* _TASK INPUT_:
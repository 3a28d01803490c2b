//! Derived results computed by the physics backend and consumed opaquely.

use std::fmt;

use serde::{Deserialize, Serialize};

use crate::constants::INTERFERENCE_TABLE_ROWS;

/// One distance-indexed sample of a line-of-sight profile.
#[derive(Debug, Clone, Copy, Default, PartialEq, Serialize, Deserialize)]
pub struct ProfileSample {
    /// Distance from the transmitter (m).
    pub d_m: f64,
    /// Ground elevation (m).
    pub elev_m: f64,
    /// Height of the direct ray (m).
    pub ray_h_m: f64,
    /// First Fresnel zone radius (m).
    pub f1_m: f64,
}

/// Line-of-sight profile between a transmitter and a receiver.
#[derive(Debug, Clone, Default, PartialEq, Serialize, Deserialize)]
pub struct LosProfile {
    pub distance_m: f64,
    #[serde(rename = "profile")]
    pub samples: Vec<ProfileSample>,
    #[serde(default)]
    pub has_los: bool,
    #[serde(default, rename = "fspl_dB")]
    pub fspl_db: f64,
    #[serde(default)]
    pub fresnel_clearance_min_pct: f64,
    #[serde(default)]
    pub clearance_worst_point_m: f64,
    /// Elevation data source reported by the backend.
    #[serde(default)]
    pub source: String,
}

impl LosProfile {
    /// One-line summary for the info panel.
    pub fn summary(&self) -> String {
        format!(
            "LOS: {} | FSPL: {:.2} dB | worst Fresnel clearance: {:.1}% | worst clearance: {:.2} m | elevation: {}",
            if self.has_los { "yes" } else { "no" },
            self.fspl_db,
            self.fresnel_clearance_min_pct,
            self.clearance_worst_point_m,
            self.source,
        )
    }
}

/// The best transmitter-to-aircraft link.
#[derive(Debug, Clone, Default, PartialEq, Serialize, Deserialize)]
pub struct BestLink {
    #[serde(rename = "nombre", alias = "name")]
    pub name: String,
    pub d_km: f64,
    #[serde(rename = "fspl_dB")]
    pub fspl_db: f64,
}

/// Aggregate link statistics shown next to the scene.
#[derive(Debug, Clone, Default, PartialEq, Serialize, Deserialize)]
pub struct StatsOverview {
    #[serde(default)]
    pub count: u32,
    #[serde(default, rename = "p_total_kW")]
    pub p_total_kw: f64,
    #[serde(default)]
    pub fspl_min: Option<f64>,
    #[serde(default)]
    pub fspl_avg: Option<f64>,
    #[serde(default)]
    pub fspl_max: Option<f64>,
    #[serde(default, rename = "best_fm")]
    pub best: Option<BestLink>,
}

impl fmt::Display for StatsOverview {
    fn fmt(&self, f: &mut fmt::Formatter<'_>) -> fmt::Result {
        if self.count == 0 {
            return write!(f, "No transmitters.");
        }
        let opt = |v: Option<f64>| v.map_or_else(|| "-".to_string(), |v| format!("{v:.2}"));
        writeln!(f, "Transmitters: {}", self.count)?;
        writeln!(f, "Total power: {:.2} kW", self.p_total_kw)?;
        write!(
            f,
            "FSPL min/avg/max (TX->aircraft): {} / {} / {} dB",
            opt(self.fspl_min),
            opt(self.fspl_avg),
            opt(self.fspl_max)
        )?;
        if let Some(best) = &self.best {
            write!(
                f,
                "\nBest TX->aircraft: {} (d={:.2} km, FSPL={:.2} dB)",
                best.name, best.d_km, best.fspl_db
            )?;
        }
        Ok(())
    }
}

// --- Interference ---

/// Origin of a spectral component seen by a receiver.
#[derive(Debug, Clone, Copy, PartialEq, Eq, Serialize, Deserialize)]
pub enum InterferenceKind {
    #[serde(rename = "carrier")]
    Carrier,
    /// Second-order intermodulation product.
    #[serde(rename = "im2")]
    Im2,
    #[serde(rename = "im3")]
    Im3,
    /// Intermodulation above third order.
    #[serde(rename = "imN")]
    ImN,
}

impl fmt::Display for InterferenceKind {
    fn fmt(&self, f: &mut fmt::Formatter<'_>) -> fmt::Result {
        f.write_str(match self {
            InterferenceKind::Carrier => "carrier",
            InterferenceKind::Im2 => "im2",
            InterferenceKind::Im3 => "im3",
            InterferenceKind::ImN => "imN",
        })
    }
}

/// One carrier or intermodulation product inside the receiver window.
#[derive(Debug, Clone, PartialEq, Serialize, Deserialize)]
pub struct InterferenceItem {
    pub kind: InterferenceKind,
    #[serde(rename = "f_MHz")]
    pub f_mhz: f64,
    #[serde(default)]
    pub contributor_ids: Vec<String>,
    #[serde(rename = "raw_level_dBm")]
    pub raw_level_dbm: f64,
    #[serde(rename = "after_filter_dBm")]
    pub after_filter_dbm: f64,
    #[serde(default, rename = "offset_kHz")]
    pub offset_khz: f64,
}

/// Interference analysis for one receiver, as returned by the backend.
#[derive(Debug, Clone, Default, PartialEq, Serialize, Deserialize)]
pub struct InterferenceResult {
    /// Path loss from each transmitter to the receiver (dB).
    #[serde(default)]
    pub fspl_tx_rx: Vec<f64>,
    #[serde(rename = "rx_power_sum_dBm")]
    pub rx_power_sum_dbm: f64,
    #[serde(default)]
    pub items: Vec<InterferenceItem>,
}

impl InterferenceResult {
    /// Split the items into per-kind tables, keeping backend order and at
    /// most `INTERFERENCE_TABLE_ROWS` rows each. Products above third order
    /// are not tabulated.
    pub fn into_tables(self, receiver_id: impl Into<String>) -> InterferenceTables {
        let mut tables = InterferenceTables {
            receiver_id: receiver_id.into(),
            rx_power_sum_dbm: self.rx_power_sum_dbm,
            total_items: self.items.len(),
            ..Default::default()
        };
        for item in self.items {
            let table = match item.kind {
                InterferenceKind::Carrier => &mut tables.carriers,
                InterferenceKind::Im2 => &mut tables.im2,
                InterferenceKind::Im3 => &mut tables.im3,
                InterferenceKind::ImN => continue,
            };
            if table.len() < INTERFERENCE_TABLE_ROWS {
                table.push(item);
            }
        }
        tables
    }
}

/// Carrier and intermodulation tables for the receiver panel.
#[derive(Debug, Clone, Default, PartialEq, Serialize, Deserialize)]
pub struct InterferenceTables {
    pub receiver_id: String,
    pub rx_power_sum_dbm: f64,
    /// Items in the reply before grouping and truncation.
    pub total_items: usize,
    pub carriers: Vec<InterferenceItem>,
    pub im2: Vec<InterferenceItem>,
    pub im3: Vec<InterferenceItem>,
}

impl InterferenceTables {
    /// Fixed-column text rendering of one table.
    pub fn format_table(items: &[InterferenceItem]) -> String {
        let mut out = format!(
            "{:<8} {:>10} {:>10} {:>12}  IDs",
            "Kind", "f (MHz)", "Raw (dBm)", "Filter (dBm)"
        );
        for item in items {
            out.push_str(&format!(
                "\n{:<8} {:>10.4} {:>10.1} {:>12.1}  {}",
                item.kind,
                item.f_mhz,
                item.raw_level_dbm,
                item.after_filter_dbm,
                item.contributor_ids.join(", ")
            ));
        }
        out
    }
}

impl fmt::Display for InterferenceTables {
    fn fmt(&self, f: &mut fmt::Formatter<'_>) -> fmt::Result {
        writeln!(
            f,
            "Receiver {}: total power {:.1} dBm",
            self.receiver_id, self.rx_power_sum_dbm
        )?;
        for (title, items) in [
            ("Carriers", &self.carriers),
            ("IM2", &self.im2),
            ("IM3", &self.im3),
        ] {
            write!(f, "\n{title} ({})\n{}\n", items.len(), Self::format_table(items))?;
        }
        Ok(())
    }
}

* _DIRECTIONS_: Tell how many lines in the material hold the word "Option". Reply with the number only.

* _ANSWER BOX_: 5